Assigned task: Reproduce exactly the lines of the material beneath, from the line that contains "threads may both" to the line that contains "the winner's value.", both included, and no other lines.
- Opening Delimiter -
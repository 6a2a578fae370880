use std::time::Duration;

use async_trait::async_trait;
use futures::TryStreamExt;
use mongodb::{
    Client, Collection, Database, IndexModel,
    bson::doc,
    error::{ErrorKind, WriteFailure},
    options::{ClientOptions, IndexOptions},
};
use tracing::{debug, instrument, warn};

use crate::{
    models::DbUser,
    storage::{Storage, StoreError, UserStore},
};

pub const MONGODB_DEFAULT_DATABASE: &str = "data";
pub const MONGODB_COLLECTION_USERS: &str = "users";
pub const MONGODB_INDEX_USERS_EMAIL: &str = "email_unique";

/// Server-selection timeout applied when the caller does not pick one.
pub const DEFAULT_CONNECT_TIMEOUT: Duration = Duration::from_millis(5000);

const DUPLICATE_KEY_CODE: i32 = 11000;

/// MongoDB-backed storage. The wrapped [`Client`] is a connection pool and is
/// meant to be created once per process and shared.
#[derive(Debug, Clone)]
pub struct MongoDBStorage(Client);

impl MongoDBStorage {
    /// Build the client. No connection is made until the first operation.
    pub async fn new(uri: &str, connect_timeout: Duration) -> Result<Self, StoreError> {
        let mut options = ClientOptions::parse(uri).await?;
        options.server_selection_timeout = Some(connect_timeout);
        options.app_name = Some(env!("CARGO_PKG_NAME").into());

        let client = Client::with_options(options)?;
        Ok(Self(client))
    }

    fn get_db(&self) -> Database {
        self.0
            .default_database()
            .unwrap_or_else(|| self.0.database(MONGODB_DEFAULT_DATABASE))
    }

    /// Ping the server, then hand out the users collection.
    async fn users(&self) -> Result<Collection<DbUser>, StoreError> {
        self.ping().await?;
        Ok(self.get_db().collection::<DbUser>(MONGODB_COLLECTION_USERS))
    }

    /// Create the unique index on `email` that backs conflict detection.
    #[instrument(skip(self))]
    pub async fn ensure_indexes(&self) -> Result<(), StoreError> {
        let index = IndexModel::builder()
            .keys(doc! { "email": 1 })
            .options(
                IndexOptions::builder()
                    .name(MONGODB_INDEX_USERS_EMAIL.to_string())
                    .unique(true)
                    .build(),
            )
            .build();

        let created = self.users().await?.create_index(index).await?;
        debug!(index = %created.index_name, "Ensured users index");
        Ok(())
    }

    /// Close every pooled connection. In-flight operations are allowed to
    /// finish first.
    pub async fn shutdown(self) {
        self.0.shutdown().await;
    }
}

impl From<mongodb::error::Error> for StoreError {
    fn from(err: mongodb::error::Error) -> Self {
        match err.kind.as_ref() {
            ErrorKind::ServerSelection { .. } => {
                warn!("Server selection failed: {err}");
                StoreError::Unavailable
            }
            _ => StoreError::MongoDB(err),
        }
    }
}

fn is_duplicate_key(err: &mongodb::error::Error) -> bool {
    matches!(
        err.kind.as_ref(),
        ErrorKind::Write(WriteFailure::WriteError(e)) if e.code == DUPLICATE_KEY_CODE
    )
}

#[async_trait]
impl Storage for MongoDBStorage {
    async fn ping(&self) -> Result<(), StoreError> {
        self.get_db().run_command(doc! { "ping": 1 }).await?;
        Ok(())
    }
}

#[async_trait]
impl UserStore for MongoDBStorage {
    #[instrument(skip(self))]
    async fn list(&self) -> Result<Vec<DbUser>, StoreError> {
        let users: Vec<DbUser> = self
            .users()
            .await?
            .find(doc! {})
            .await?
            .try_collect()
            .await?;

        debug!(count = users.len(), "Listed users");
        Ok(users)
    }

    #[instrument(skip(self))]
    async fn get(&self, email: &str) -> Result<DbUser, StoreError> {
        self.users()
            .await?
            .find_one(doc! { "email": email })
            .await?
            .ok_or_else(|| StoreError::not_found(email))
    }

    #[instrument(skip(self, user), fields(email = %user.email))]
    async fn replace(&self, user: DbUser) -> Result<(), StoreError> {
        let result = self
            .users()
            .await?
            .replace_one(doc! { "email": user.email.as_str() }, &user)
            .await?;

        debug!(
            matched = result.matched_count,
            modified = result.modified_count,
            "Replaced user"
        );

        if result.matched_count == 0 {
            return Err(StoreError::not_found(user.email));
        }

        Ok(())
    }

    #[instrument(skip(self))]
    async fn delete(&self, email: &str) -> Result<(), StoreError> {
        let result = self
            .users()
            .await?
            .delete_one(doc! { "email": email })
            .await?;

        if result.deleted_count == 0 {
            return Err(StoreError::not_found(email));
        }

        debug!("Deleted user");
        Ok(())
    }

    #[instrument(skip(self, user), fields(email = %user.email))]
    async fn create(&self, mut user: DbUser) -> Result<DbUser, StoreError> {
        let users = self.users().await?;
        let result = match users.insert_one(&user).await {
            Ok(result) => result,
            Err(err) if is_duplicate_key(&err) => return Err(StoreError::conflict(user.email)),
            Err(err) => return Err(err.into()),
        };

        user.id = result.inserted_id.as_object_id();
        debug!(id = ?user.id, "Created user");

        Ok(user)
    }
}
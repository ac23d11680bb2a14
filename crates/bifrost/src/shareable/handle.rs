//! Lazily-initialized shared singletons

use std::sync::{Arc, Mutex};

use dashmap::DashMap;

use super::retain::RuntimeBound;
use super::ShareableObject;
use crate::runtime::{RuntimeId, RuntimeLiveness, UnpackIntent, WorkletRuntime};
use crate::value::{JsValue, ObjectTag};

/// A one-time initializer plus a per-consuming-runtime cache of the value
/// it produces.
///
/// The initializer is never released after first use: runtimes may race
/// to initialize in parallel, and a later runtime may still need it. The
/// cache is the convergence point: its atomic insert-if-absent guarantees
/// that all observers on one runtime see a single value, even when racing
/// threads ran the initializer redundantly. The internal mutex guards
/// only the active-destination bookkeeping consulted at teardown, not
/// cache consistency.
pub(crate) struct ShareableHandle {
    initializer: ShareableObject,
    liveness: Arc<dyn RuntimeLiveness>,
    cache: DashMap<RuntimeId, RuntimeBound<JsValue>>,
    active_runtime: Mutex<Option<RuntimeId>>,
}

impl ShareableHandle {
    pub(crate) fn new(initializer: ShareableObject, liveness: Arc<dyn RuntimeLiveness>) -> Self {
        Self {
            initializer,
            liveness,
            cache: DashMap::new(),
            active_runtime: Mutex::new(None),
        }
    }

    pub(crate) fn materialize(&self, rt: &WorkletRuntime) -> JsValue {
        let id = rt.id();
        if let Some(cached) = self.cache.get(&id) {
            return cached.get().clone();
        }

        // First materialization for this runtime. Two threads may both
        // reach here and run the initializer; the entry call below picks
        // one winner and every caller returns the winner's value.
        let raw = JsValue::Object(self.initializer.materialize(rt, ObjectTag::HandleInitializer));
        let value = rt.unpack(raw, UnpackIntent::Handle);

        *self.active_runtime.lock().unwrap() = Some(id);

        let entry = self
            .cache
            .entry(id)
            .or_insert_with(|| RuntimeBound::new(id, Arc::clone(&self.liveness), value));
        entry.get().clone()
    }
}

impl Drop for ShareableHandle {
    fn drop(&mut self) {
        // Cached values are RuntimeBound and abandon themselves when
        // their runtime is gone; this is just teardown visibility.
        if let Some(active) = *self.active_runtime.lock().unwrap() {
            if !self.liveness.is_runtime_alive(active) {
                tracing::debug!(runtime = %active, "handle torn down after its destination runtime");
            }
        }
    }
}
//! Runtime liveness tracking

use std::sync::atomic::{AtomicU64, Ordering};

use dashmap::DashSet;

/// Identity of one script runtime.
///
/// Ids are never reused within a process, so a stale id held by a
/// shareable can be checked against the liveness tracker at any point.
#[derive(Debug, Clone, Copy, PartialEq, Eq, Hash, PartialOrd, Ord)]
pub struct RuntimeId(u64);

impl RuntimeId {
    /// Build an id from a raw value. Intended for liveness-tracker
    /// doubles; normally ids come from [`WorkletRuntimeRegistry`].
    pub fn from_raw(raw: u64) -> Self {
        Self(raw)
    }
}

impl std::fmt::Display for RuntimeId {
    fn fmt(&self, f: &mut std::fmt::Formatter<'_>) -> std::fmt::Result {
        write!(f, "runtime#{}", self.0)
    }
}

/// Answers "is runtime X still alive?".
///
/// Shareables that cache runtime-tied values consult this at teardown to
/// decide between releasing the cached value and abandoning it. Must be
/// safe for concurrent reads against concurrent teardown writes.
pub trait RuntimeLiveness: Send + Sync {
    /// Whether the runtime with the given id has not been torn down.
    fn is_runtime_alive(&self, id: RuntimeId) -> bool;
}

/// Process-wide tracker of live runtimes.
///
/// Allocates runtime ids and records which ones are still alive. Runtimes
/// register themselves on creation and unregister on drop; the set is a
/// lock-free concurrent structure because liveness is read from arbitrary
/// threads while teardown happens on another.
pub struct WorkletRuntimeRegistry {
    alive: DashSet<RuntimeId>,
    next_id: AtomicU64,
}

impl WorkletRuntimeRegistry {
    /// Create an empty registry.
    pub fn new() -> Self {
        Self {
            alive: DashSet::new(),
            next_id: AtomicU64::new(1),
        }
    }

    /// Allocate a fresh id and mark it alive.
    pub fn register(&self) -> RuntimeId {
        let id = RuntimeId(self.next_id.fetch_add(1, Ordering::Relaxed));
        self.alive.insert(id);
        id
    }

    /// Mark a runtime as torn down.
    pub fn unregister(&self, id: RuntimeId) {
        self.alive.remove(&id);
        tracing::debug!(%id, "runtime unregistered");
    }

    /// Number of currently live runtimes.
    pub fn live_count(&self) -> usize {
        self.alive.len()
    }
}

impl Default for WorkletRuntimeRegistry {
    fn default() -> Self {
        Self::new()
    }
}

impl RuntimeLiveness for WorkletRuntimeRegistry {
    fn is_runtime_alive(&self, id: RuntimeId) -> bool {
        self.alive.contains(&id)
    }
}

#[cfg(test)]
mod tests {
    use super::*;

    #[test]
    fn test_register_marks_alive() {
        let registry = WorkletRuntimeRegistry::new();
        let id = registry.register();
        assert!(registry.is_runtime_alive(id));
    }

    #[test]
    fn test_unregister_marks_dead() {
        let registry = WorkletRuntimeRegistry::new();
        let id = registry.register();
        registry.unregister(id);
        assert!(!registry.is_runtime_alive(id));
    }

    #[test]
    fn test_ids_are_unique() {
        let registry = WorkletRuntimeRegistry::new();
        let a = registry.register();
        let b = registry.register();
        assert_ne!(a, b);
    }

    #[test]
    fn test_unknown_id_is_dead() {
        let registry = WorkletRuntimeRegistry::new();
        assert!(!registry.is_runtime_alive(RuntimeId::from_raw(9999)));
    }
}
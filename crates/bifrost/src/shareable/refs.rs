//! Host-visible handle that lets a shareable travel through script code

use std::any::Any;
use std::sync::Arc;

use super::Shareable;
use crate::value::{HostObject, JsValue};

/// Wraps a shareable as an opaque host object.
///
/// Lets script code pass a shareable through ordinary control flow
/// (arguments, return values, storage in data structures) without forcing
/// materialization. The wrapped shareable outlives every live reference
/// to it. Construction never fails.
pub struct ShareableRef {
    value: Arc<Shareable>,
}

impl ShareableRef {
    /// Wrap a shareable.
    pub fn new(value: Arc<Shareable>) -> Self {
        Self { value }
    }

    /// The wrapped shareable, by shared ownership.
    pub fn value(&self) -> Arc<Shareable> {
        Arc::clone(&self.value)
    }

    /// Wrap a shareable and expose it directly as a host-object value.
    pub fn host_value(value: Arc<Shareable>) -> JsValue {
        JsValue::HostObject(Arc::new(Self::new(value)))
    }
}

impl HostObject for ShareableRef {
    fn as_any(&self) -> &dyn Any {
        self
    }
}
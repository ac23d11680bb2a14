//! Runtime-independent value snapshots and their materialization

mod clone;
mod handle;
mod refs;
mod remote;
mod retain;

pub use clone::{clone_value, extract_shareable, extract_shareable_as, make_shareable_clone};
pub use refs::ShareableRef;

pub(crate) use handle::ShareableHandle;
pub(crate) use remote::ShareableRemoteFunction;
pub(crate) use retain::{RetainSlot, RuntimeBound};

use std::sync::{Arc, OnceLock};

use indexmap::IndexMap;

use crate::runtime::WorkletRuntime;
use crate::value::{HostFnPtr, HostObject, JsArray, JsFunction, JsObject, JsValue, NativeState, ObjectTag};

/// The variant tag of a shareable. Fixed at construction.
#[derive(Debug, Clone, Copy, PartialEq, Eq)]
pub enum ShareableKind {
    /// The `undefined` value
    Undefined,
    /// The `null` value
    Null,
    /// A boolean
    Boolean,
    /// A number
    Number,
    /// A big integer (decimal text)
    BigInt,
    /// A string
    String,
    /// An ordered sequence of shareables
    Array,
    /// An ordered (key, shareable) property list
    Object,
    /// An owned byte buffer
    ArrayBuffer,
    /// A shared native object
    HostObject,
    /// A shared native callable
    HostFunction,
    /// A compiled closure, materialized as data
    Worklet,
    /// A reference to a function living on one specific runtime
    RemoteFunction,
    /// A lazily-initialized, cached-per-runtime singleton
    Handle,
}

impl std::fmt::Display for ShareableKind {
    fn fmt(&self, f: &mut std::fmt::Formatter<'_>) -> std::fmt::Result {
        let name = match self {
            ShareableKind::Undefined => "Undefined",
            ShareableKind::Null => "Null",
            ShareableKind::Boolean => "Boolean",
            ShareableKind::Number => "Number",
            ShareableKind::BigInt => "BigInt",
            ShareableKind::String => "String",
            ShareableKind::Array => "Array",
            ShareableKind::Object => "Object",
            ShareableKind::ArrayBuffer => "ArrayBuffer",
            ShareableKind::HostObject => "HostObject",
            ShareableKind::HostFunction => "HostFunction",
            ShareableKind::Worklet => "Worklet",
            ShareableKind::RemoteFunction => "RemoteFunction",
            ShareableKind::Handle => "Handle",
        };
        write!(f, "{}", name)
    }
}

/// The ordered property payload shared by Object and Worklet variants.
pub(crate) struct ShareableObject {
    fields: IndexMap<String, Arc<Shareable>>,
    native_state: Option<NativeState>,
}

impl ShareableObject {
    pub(crate) fn new(
        fields: IndexMap<String, Arc<Shareable>>,
        native_state: Option<NativeState>,
    ) -> Self {
        Self {
            fields,
            native_state,
        }
    }

    pub(crate) fn materialize(&self, rt: &WorkletRuntime, tag: ObjectTag) -> JsObject {
        let object = JsObject::with_tag(tag);
        for (key, value) in &self.fields {
            object.set(key.clone(), value.materialize(rt));
        }
        if let Some(state) = &self.native_state {
            object.set_native_state(Arc::clone(state));
        }
        object
    }
}

/// A shared native callable plus the metadata captured at clone time.
pub(crate) struct SharedHostFunction {
    pub(crate) func: HostFnPtr,
    pub(crate) name: String,
    pub(crate) param_count: usize,
}

/// Variant payloads. The set is closed; dispatch happens in one place.
pub(crate) enum Payload {
    Undefined,
    Null,
    Boolean(bool),
    Number(f64),
    BigInt(String),
    String(String),
    Array(Vec<Arc<Shareable>>),
    Object(ShareableObject),
    ArrayBuffer(Vec<u8>),
    HostObject(Arc<dyn HostObject>),
    HostFunction(SharedHostFunction),
    Worklet(ShareableObject),
    RemoteFunction(ShareableRemoteFunction),
    Handle(ShareableHandle),
}

impl Payload {
    fn materialize(&self, rt: &WorkletRuntime) -> JsValue {
        match self {
            Payload::Undefined => JsValue::Undefined,
            Payload::Null => JsValue::Null,
            Payload::Boolean(b) => JsValue::Bool(*b),
            Payload::Number(n) => JsValue::Number(*n),
            Payload::BigInt(digits) => JsValue::bigint(digits.clone()),
            Payload::String(s) => JsValue::string(s.clone()),
            Payload::Array(items) => {
                let elements = items.iter().map(|item| item.materialize(rt)).collect();
                JsValue::Array(JsArray::new(elements))
            }
            Payload::Object(object) => JsValue::Object(object.materialize(rt, ObjectTag::Plain)),
            Payload::ArrayBuffer(bytes) => JsValue::array_buffer(bytes.clone()),
            Payload::HostObject(host) => JsValue::HostObject(Arc::clone(host)),
            Payload::HostFunction(shared) => JsValue::Function(JsFunction::host(
                shared.name.clone(),
                shared.param_count,
                Arc::clone(&shared.func),
            )),
            Payload::Worklet(object) => JsValue::Object(object.materialize(rt, ObjectTag::Worklet)),
            Payload::RemoteFunction(remote) => remote.materialize(rt),
            Payload::Handle(handle) => handle.materialize(rt),
        }
    }
}

/// A runtime-independent snapshot of one value.
///
/// Immutable after construction: materialization is a pure function of
/// `(kind, payload, target runtime)`, except that the Handle variant
/// caches its lazily-computed value per consuming runtime. A shareable
/// may be materialized any number of times, on any number of runtimes,
/// concurrently.
pub struct Shareable {
    payload: Payload,
    retain: Option<RetainSlot>,
}

impl Shareable {
    pub(crate) fn new(payload: Payload) -> Self {
        Self {
            payload,
            retain: None,
        }
    }

    pub(crate) fn retained(payload: Payload, slot: RetainSlot) -> Self {
        Self {
            payload,
            retain: Some(slot),
        }
    }

    /// The canonical `undefined` shareable, shared process-wide.
    pub fn undefined() -> Arc<Shareable> {
        static UNDEFINED: OnceLock<Arc<Shareable>> = OnceLock::new();
        Arc::clone(UNDEFINED.get_or_init(|| Arc::new(Shareable::new(Payload::Undefined))))
    }

    /// This shareable's variant tag.
    pub fn kind(&self) -> ShareableKind {
        match &self.payload {
            Payload::Undefined => ShareableKind::Undefined,
            Payload::Null => ShareableKind::Null,
            Payload::Boolean(_) => ShareableKind::Boolean,
            Payload::Number(_) => ShareableKind::Number,
            Payload::BigInt(_) => ShareableKind::BigInt,
            Payload::String(_) => ShareableKind::String,
            Payload::Array(_) => ShareableKind::Array,
            Payload::Object(_) => ShareableKind::Object,
            Payload::ArrayBuffer(_) => ShareableKind::ArrayBuffer,
            Payload::HostObject(_) => ShareableKind::HostObject,
            Payload::HostFunction(_) => ShareableKind::HostFunction,
            Payload::Worklet(_) => ShareableKind::Worklet,
            Payload::RemoteFunction(_) => ShareableKind::RemoteFunction,
            Payload::Handle(_) => ShareableKind::Handle,
        }
    }

    /// Reconstruct a value native to `rt`, structurally and behaviorally
    /// equivalent to the value originally cloned.
    ///
    /// Never fails for a well-formed shareable; type errors surface at
    /// clone time instead. Without a retaining slot every call rebuilds a
    /// fresh value; with one, the secondary-runtime result is cached
    /// after the first call.
    pub fn materialize(&self, rt: &WorkletRuntime) -> JsValue {
        if let Some(slot) = &self.retain {
            if let Some(cached) = slot.cached(rt.id()) {
                return cached;
            }
            let value = self.payload.materialize(rt);
            slot.store(rt.id(), &value);
            return value;
        }
        self.payload.materialize(rt)
    }
}

impl std::fmt::Debug for Shareable {
    fn fmt(&self, f: &mut std::fmt::Formatter<'_>) -> std::fmt::Result {
        write!(f, "Shareable({})", self.kind())
    }
}
//! Tests for the clone / extract protocol

use std::any::Any;
use std::sync::Arc;

use pretty_assertions::assert_eq;

use bifrost::*;

fn setup() -> (Arc<WorkletRuntimeRegistry>, WorkletRuntime, WorkletRuntime) {
    let registry = Arc::new(WorkletRuntimeRegistry::new());
    let main = WorkletRuntime::new("main", &registry);
    let ui = WorkletRuntime::new("ui", &registry);
    (registry, main, ui)
}

#[test]
fn test_scalar_round_trip() {
    let (_registry, main, ui) = setup();

    for value in [
        JsValue::Undefined,
        JsValue::Null,
        JsValue::Bool(true),
        JsValue::Bool(false),
        JsValue::Number(42.5),
        JsValue::Number(-0.0),
    ] {
        let shareable = clone_value(&main, &value, false, None).unwrap();
        assert_eq!(shareable.materialize(&ui), value);
    }
}

#[test]
fn test_string_and_bigint_round_trip() {
    let (_registry, main, ui) = setup();

    let s = clone_value(&main, &JsValue::string("hello"), false, None).unwrap();
    assert_eq!(s.materialize(&ui), JsValue::string("hello"));
    assert_eq!(s.kind(), ShareableKind::String);

    let b = clone_value(&main, &JsValue::bigint("123456789012345678901234567890"), false, None)
        .unwrap();
    assert_eq!(
        b.materialize(&ui),
        JsValue::bigint("123456789012345678901234567890")
    );
    assert_eq!(b.kind(), ShareableKind::BigInt);
}

#[test]
fn test_nested_structure_round_trip() {
    let (_registry, main, ui) = setup();

    // {a: 1, b: [true, "x"]}
    let object = JsObject::new();
    object.set("a", JsValue::Number(1.0));
    object.set(
        "b",
        JsValue::array(vec![JsValue::Bool(true), JsValue::string("x")]),
    );

    let wrapper = make_shareable_clone(&main, &JsValue::Object(object), false, None).unwrap();
    let shareable = extract_shareable(&wrapper).unwrap();
    let copy = shareable.materialize(&ui);

    let copy_obj = copy.as_object().unwrap();
    assert_eq!(copy_obj.get("a"), Some(JsValue::Number(1.0)));
    let b = copy_obj.get("b").unwrap();
    let b_arr = b.as_array().unwrap();
    assert_eq!(b_arr.get(0), Some(JsValue::Bool(true)));
    assert_eq!(b_arr.get(1), Some(JsValue::string("x")));

    // Mutating the materialized copy does not change the stored payload.
    b_arr.set(0, JsValue::Bool(false));
    b_arr.push(JsValue::Number(9.0));
    let fresh = shareable.materialize(&ui);
    let fresh_b = fresh.as_object().unwrap().get("b").unwrap();
    assert_eq!(fresh_b.as_array().unwrap().get(0), Some(JsValue::Bool(true)));
    assert_eq!(fresh_b.as_array().unwrap().len(), 2);
}

#[test]
fn test_object_property_order_preserved() {
    let (_registry, main, ui) = setup();

    let object = JsObject::new();
    object.set("zeta", JsValue::Number(1.0));
    object.set("alpha", JsValue::Number(2.0));
    object.set("mid", JsValue::Number(3.0));

    let shareable = clone_value(&main, &JsValue::Object(object), false, None).unwrap();
    let copy = shareable.materialize(&ui);
    let keys: Vec<String> = copy
        .as_object()
        .unwrap()
        .entries()
        .into_iter()
        .map(|(k, _)| k)
        .collect();

    assert_eq!(keys, vec!["zeta", "alpha", "mid"]);
}

#[test]
fn test_array_buffer_is_copied_not_aliased() {
    let (_registry, main, ui) = setup();

    let buffer = JsArrayBuffer::new(vec![1, 2, 3, 4]);
    let shareable = clone_value(&main, &JsValue::ArrayBuffer(buffer.clone()), false, None).unwrap();

    // Mutation after the clone is not observed by the snapshot.
    buffer.write_byte(0, 99);

    match shareable.materialize(&ui) {
        JsValue::ArrayBuffer(copy) => assert_eq!(copy.bytes(), vec![1, 2, 3, 4]),
        other => panic!("expected an array buffer, got {:?}", other),
    }
}

#[test]
fn test_symbol_is_unclonable() {
    let (_registry, main, _ui) = setup();

    let result = clone_value(&main, &JsValue::symbol("tag"), false, None);
    assert!(matches!(
        result,
        Err(ShareableError::UnclonableValue { kind: "symbol" })
    ));
}

#[test]
fn test_plain_function_requires_retain_permission() {
    let (_registry, main, _ui) = setup();

    let body: HostFnPtr = Arc::new(|_rt, _args| Ok(JsValue::Undefined));
    let function = JsFunction::script("callback", 0, main.id(), body);

    let result = clone_value(&main, &JsValue::Function(function.clone()), false, None);
    match result {
        Err(ShareableError::NonRetainedFunction { name }) => assert_eq!(name, "callback"),
        other => panic!("expected NonRetainedFunction, got {:?}", other.map(|_| ())),
    }

    // With permission the clone succeeds as a remote-function reference.
    let retained = clone_value(&main, &JsValue::Function(function), true, None).unwrap();
    assert_eq!(retained.kind(), ShareableKind::RemoteFunction);
}

#[test]
fn test_host_function_preserves_native_entity() {
    let (_registry, main, ui) = setup();

    let native: HostFnPtr = Arc::new(|_rt, args| {
        let n = args.first().and_then(|a| a.as_number()).unwrap_or(0.0);
        Ok(JsValue::Number(n * 2.0))
    });
    let function = JsFunction::host("double", 1, native);

    let shareable = clone_value(&main, &JsValue::Function(function), false, None).unwrap();
    assert_eq!(shareable.kind(), ShareableKind::HostFunction);

    let copy = shareable.materialize(&ui);
    let copy_fn = copy.as_function().unwrap();
    assert_eq!(copy_fn.name(), "double");
    assert_eq!(copy_fn.param_count(), 1);
    assert_eq!(
        copy_fn.call(&ui, &[JsValue::Number(21.0)]),
        Ok(JsValue::Number(42.0))
    );
}

struct Marker;

impl HostObject for Marker {
    fn as_any(&self) -> &dyn Any {
        self
    }
}

#[test]
fn test_host_object_shares_identity() {
    let (_registry, main, ui) = setup();

    let marker: Arc<dyn HostObject> = Arc::new(Marker);
    let shareable = clone_value(&main, &JsValue::HostObject(Arc::clone(&marker)), false, None)
        .unwrap();
    assert_eq!(shareable.kind(), ShareableKind::HostObject);

    match shareable.materialize(&ui) {
        JsValue::HostObject(exposed) => {
            assert!(std::ptr::eq(
                Arc::as_ptr(&exposed) as *const (),
                Arc::as_ptr(&marker) as *const ()
            ));
        }
        other => panic!("expected a host object, got {:?}", other),
    }
}

#[test]
fn test_shareable_ref_round_trip_reuses_shareable() {
    let (_registry, main, _ui) = setup();

    let wrapper = make_shareable_clone(&main, &JsValue::Number(7.0), false, None).unwrap();
    let first = extract_shareable(&wrapper).unwrap();

    // Cloning the wrapper again must reuse the wrapped shareable.
    let rewrapped = make_shareable_clone(&main, &wrapper, false, None).unwrap();
    let second = extract_shareable(&rewrapped).unwrap();
    assert!(Arc::ptr_eq(&first, &second));
}

#[test]
fn test_extract_rejects_non_wrapper_values() {
    let result = extract_shareable(&JsValue::Number(1.0));
    assert!(matches!(
        result,
        Err(ShareableError::NotAShareableRef { kind: "number" })
    ));

    // A host object that is not a ShareableRef is also rejected.
    let host: Arc<dyn HostObject> = Arc::new(Marker);
    let result = extract_shareable(&JsValue::HostObject(host));
    assert!(matches!(
        result,
        Err(ShareableError::NotAShareableRef { kind: "hostobject" })
    ));
}

#[test]
fn test_extract_with_kind_check() {
    let (_registry, main, _ui) = setup();

    let worklet = JsObject::with_tag(ObjectTag::Worklet);
    worklet.set("code", JsValue::string("() => {}"));
    let wrapper = make_shareable_clone(&main, &JsValue::Object(worklet), false, None).unwrap();

    assert!(extract_shareable_as(&wrapper, ShareableKind::Worklet).is_ok());

    match extract_shareable_as(&wrapper, ShareableKind::Object) {
        Err(ShareableError::TypeMismatch { expected, got }) => {
            assert_eq!(expected, ShareableKind::Object);
            assert_eq!(got, ShareableKind::Worklet);
        }
        other => panic!("expected TypeMismatch, got {:?}", other.map(|_| ())),
    }
}

#[test]
fn test_native_state_donation() {
    let (_registry, main, ui) = setup();

    let object = JsObject::new();
    object.set("x", JsValue::Number(1.0));

    let source = JsObject::new();
    let blob: NativeState = Arc::new(String::from("platform-state"));
    source.set_native_state(Arc::clone(&blob));

    let shareable = clone_value(
        &main,
        &JsValue::Object(object),
        false,
        Some(&JsValue::Object(source)),
    )
    .unwrap();

    let copy = shareable.materialize(&ui);
    let state = copy.as_object().unwrap().native_state().unwrap();
    assert!(Arc::ptr_eq(&state, &blob));
}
- Closing Delimiter -
Expected answer:
        // First materialization for this runtime. Two threads may both
        // reach here and run the initializer; the entry call below picks
        // one winner and every caller returns the winner's value.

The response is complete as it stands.